Stored items
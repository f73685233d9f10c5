//! systemd-style word splitting and quoting
//!
//! Splitting follows the relaxed rules systemd applies to `ExecStart=` and
//! similar settings: words are separated by whitespace, single and double
//! quotes group characters, and a backslash protects the next character.
//! [`split_words_unescaped`] additionally decodes C escapes such as `\n` or
//! `\x41`.

use std::borrow::Cow;

fn is_separator(c: char) -> bool {
    matches!(c, ' ' | '\t' | '\n' | '\r')
}

/// Split into words, removing quotes
///
/// # Example
/// ```
/// use quadlet_unitfile::split_words;
///
/// assert_eq!(split_words(r#"sh -c "echo hi""#), vec!["sh", "-c", "echo hi"]);
/// ```
#[must_use]
pub fn split_words(input: &str) -> Vec<String> {
    split(input, false)
}

/// Split into words, removing quotes and decoding C escapes
#[must_use]
pub fn split_words_unescaped(input: &str) -> Vec<String> {
    split(input, true)
}

fn split(input: &str, unescape: bool) -> Vec<String> {
    let chars: Vec<char> = input.chars().collect();
    let mut words = Vec::new();
    let mut i = 0;

    loop {
        while i < chars.len() && is_separator(chars[i]) {
            i += 1;
        }
        if i >= chars.len() {
            break;
        }

        let mut word = String::new();
        let mut quote: Option<char> = None;
        let mut quoted = false;

        while i < chars.len() {
            let c = chars[i];
            i += 1;
            match c {
                '\\' => {
                    if i >= chars.len() {
                        word.push('\\');
                        break;
                    }
                    if unescape {
                        i += unescape_one(&chars[i..], &mut word);
                    } else {
                        word.push(chars[i]);
                        i += 1;
                    }
                }
                c if Some(c) == quote => quote = None,
                c if quote.is_some() => word.push(c),
                '\'' | '"' => {
                    quote = Some(c);
                    quoted = true;
                }
                c if is_separator(c) => break,
                c => word.push(c),
            }
        }

        if !word.is_empty() || quoted {
            words.push(word);
        }
    }

    words
}

fn hex_value(digits: &[char]) -> Option<u32> {
    digits.iter().try_fold(0u32, |acc, c| Some(acc * 16 + c.to_digit(16)?))
}

/// Decode one escape sequence following a backslash.
///
/// Returns the number of characters consumed. Unknown or truncated sequences
/// are kept literally.
fn unescape_one(rest: &[char], out: &mut String) -> usize {
    let simple = match rest[0] {
        'a' => Some('\u{07}'),
        'b' => Some('\u{08}'),
        'f' => Some('\u{0c}'),
        'n' => Some('\n'),
        'r' => Some('\r'),
        't' => Some('\t'),
        'v' => Some('\u{0b}'),
        's' => Some(' '),
        '\\' | '"' | '\'' => Some(rest[0]),
        _ => None,
    };
    if let Some(c) = simple {
        out.push(c);
        return 1;
    }

    let (width, radix_len) = match rest[0] {
        'x' => (2, 1),
        'u' => (4, 1),
        'U' => (8, 1),
        '0'..='7' => (3, 0),
        _ => (0, 0),
    };

    if width > 0 && rest.len() >= radix_len + width {
        let digits = &rest[radix_len..radix_len + width];
        let value = if radix_len == 0 {
            digits
                .iter()
                .try_fold(0u32, |acc, c| Some(acc * 8 + c.to_digit(8)?))
                .filter(|v| *v <= 0xff)
        } else {
            hex_value(digits)
        };
        if let Some(c) = value.and_then(char::from_u32) {
            out.push(c);
            return radix_len + width;
        }
    }

    out.push('\\');
    out.push(rest[0]);
    1
}

fn char_needs_escape(c: char) -> bool {
    c.is_ascii_control() || c.is_ascii_whitespace() || matches!(c, '"' | '\'' | '\\' | ';')
}

fn escape_word(word: &str, out: &mut String) {
    if word.is_empty() {
        out.push_str("\"\"");
        return;
    }
    if !word.chars().any(char_needs_escape) {
        out.push_str(word);
        return;
    }

    out.push('"');
    for c in word.chars() {
        match c {
            '\n' => out.push_str("\\n"),
            '\r' => out.push_str("\\r"),
            '\t' => out.push_str("\\t"),
            '\u{0c}' => out.push_str("\\f"),
            '\\' => out.push_str("\\\\"),
            '"' => out.push_str("\\\""),
            c if c.is_ascii_control() => out.push_str(&format!("\\x{:02x}", u32::from(c))),
            c => out.push(c),
        }
    }
    out.push('"');
}

/// Join words into a single command line that splits back into the same words
#[must_use]
pub fn escape_words<S: AsRef<str>>(words: &[S]) -> String {
    let mut escaped = String::new();
    for (index, word) in words.iter().enumerate() {
        if index > 0 {
            escaped.push(' ');
        }
        escape_word(word.as_ref(), &mut escaped);
    }
    escaped
}

/// Join backslash-newline continuations with a single space
#[must_use]
pub fn apply_line_continuation(raw: &str) -> Cow<'_, str> {
    if raw.contains("\\\n") {
        Cow::Owned(raw.replace("\\\n", " "))
    } else {
        Cow::Borrowed(raw)
    }
}
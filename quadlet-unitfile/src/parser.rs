//! Line-oriented unit file parser

use quadlet_core::{Error, Result};

use crate::unitfile::{UnitFile, UnitLine};

fn is_comment(line: &str) -> bool {
    line.trim().is_empty() || line.starts_with('#') || line.starts_with(';')
}

fn is_key_value(line: &str) -> bool {
    line.find('=').is_some_and(|pos| pos > 0)
}

/// Group name from a `[name]` header, allowing trailing blanks after `]`
fn group_header(line: &str) -> Option<&str> {
    let rest = line.strip_prefix('[')?;
    let end = rest.find(']')?;
    rest[end + 1..]
        .chars()
        .all(|c| c == ' ' || c == '\t')
        .then(|| &rest[..end])
}

fn is_valid_group_name(name: &str) -> bool {
    !name.is_empty()
        && !name
            .chars()
            .any(|c| c == '[' || c == ']' || c.is_ascii_control())
}

fn is_valid_key_name(key: &str) -> bool {
    let (name, locale) = match key.find('[') {
        Some(open) => (&key[..open], Some(&key[open + 1..])),
        None => (key, None),
    };

    if name.is_empty() || name.starts_with(' ') || name.ends_with(' ') || name.contains(']') {
        return false;
    }

    match locale {
        None => true,
        Some(locale) => locale.strip_suffix(']').is_some_and(|tag| {
            tag.chars()
                .all(|c| c.is_alphanumeric() || matches!(c, '-' | '_' | '.' | '@'))
        }),
    }
}

struct Parser<'a> {
    origin: &'a str,
    unit: UnitFile,
    current: Option<usize>,
    pending: Vec<UnitLine>,
}

impl Parser<'_> {
    fn error(&self, line: usize, message: String) -> Error {
        Error::UnitSyntax {
            path: self.origin.to_string(),
            line,
            message,
        }
    }

    fn parse_line(&mut self, text: &str, line_no: usize) -> Result<()> {
        if is_comment(text) {
            self.pending.push(UnitLine::comment(text));
            return Ok(());
        }

        if let Some(name) = group_header(text) {
            if !is_valid_group_name(name) {
                return Err(self.error(line_no, format!("invalid group name '{name}'")));
            }
            let index = self.unit.ensure_group(name);
            self.current = Some(index);

            // One separating blank line is re-added when printing.
            if self.pending.first().is_some_and(UnitLine::is_blank) {
                self.pending.remove(0);
            }
            let pending = std::mem::take(&mut self.pending);
            self.unit.group_at_mut(index).comments.extend(pending);
            return Ok(());
        }

        if is_key_value(text) {
            let Some(index) = self.current else {
                return Err(self.error(line_no, "key file does not start with a group".to_string()));
            };
            let Some((key, value)) = text.split_once('=') else {
                return Err(self.error(line_no, "missing '='".to_string()));
            };
            let key = key.trim_end();
            if !is_valid_key_name(key) {
                return Err(self.error(line_no, format!("invalid key name '{key}'")));
            }
            let value = value.trim_start();

            let pending = std::mem::take(&mut self.pending);
            let group = self.unit.group_at_mut(index);
            group.lines.extend(pending);
            group.lines.push(UnitLine::entry(key, value));
            return Ok(());
        }

        Err(self.error(
            line_no,
            format!("line '{text}' is not a key-value pair, group, or comment"),
        ))
    }

    fn finish(mut self) -> UnitFile {
        // Comments in a file without any group are dropped.
        if let Some(index) = self.current {
            let pending = std::mem::take(&mut self.pending);
            self.unit.group_at_mut(index).lines.extend(pending);
        }
        self.unit
    }
}

/// Parse unit file text; `origin` names the source in syntax errors
pub(crate) fn parse(data: &str, origin: &str) -> Result<UnitFile> {
    let mut lines: Vec<&str> = data.split('\n').collect();
    if data.ends_with('\n') {
        lines.pop();
    }

    let mut parser = Parser {
        origin,
        unit: UnitFile::new(),
        current: None,
        pending: Vec::new(),
    };

    let mut index = 0;
    while index < lines.len() {
        let line_no = index + 1;
        let mut text = lines[index].to_string();
        index += 1;

        if !is_comment(&text) && is_key_value(&text) {
            while text.ends_with('\\') && index < lines.len() {
                text.push('\n');
                text.push_str(lines[index]);
                index += 1;
            }
        }

        parser.parse_line(&text, line_no)?;
    }

    Ok(parser.finish())
}

#[cfg(test)]
mod tests {
    use super::*;

    #[test]
    fn test_group_header_detection() {
        assert_eq!(group_header("[Unit]"), Some("Unit"));
        assert_eq!(group_header("[Unit] \t"), Some("Unit"));
        assert_eq!(group_header("[Unit] x"), None);
        assert_eq!(group_header("Unit]"), None);
    }

    #[test]
    fn test_key_name_validation() {
        assert!(is_valid_key_name("Exec"));
        assert!(is_valid_key_name("Name[de_DE]"));
        assert!(is_valid_key_name("With Space"));
        assert!(!is_valid_key_name(" Lead"));
        assert!(!is_valid_key_name("Bad]"));
        assert!(!is_valid_key_name("Name[de"));
        assert!(!is_valid_key_name("Name[d e]"));
    }

    #[test]
    fn test_syntax_error_reports_line() {
        let err = parse("[Unit]\nA=b\nnot a pair\n", "test.container").unwrap_err();
        match err {
            Error::UnitSyntax { path, line, .. } => {
                assert_eq!(path, "test.container");
                assert_eq!(line, 3);
            }
            other => panic!("unexpected error: {other}"),
        }
    }

    #[test]
    fn test_key_before_group_rejected() {
        assert!(parse("A=b\n[Unit]\n", "x").is_err());
    }

    #[test]
    fn test_invalid_group_name_rejected() {
        assert!(parse("[]\n", "x").is_err());
        assert!(parse("[a\u{1}b]\n", "x").is_err());
    }

    #[test]
    fn test_line_numbers_after_continuation() {
        let err = parse("[Unit]\nA=one \\\n two\nbogus\n", "x").unwrap_err();
        assert!(matches!(err, Error::UnitSyntax { line: 4, .. }));
    }
}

• WHAT THE TASK ASKS:
Note every line of the entries in which "collect" appears, and copy it down.

• EXERCISE RESPONSE:
    let chars: Vec<char> = input.chars().collect();
    let mut lines: Vec<&str> = data.split('\n').collect();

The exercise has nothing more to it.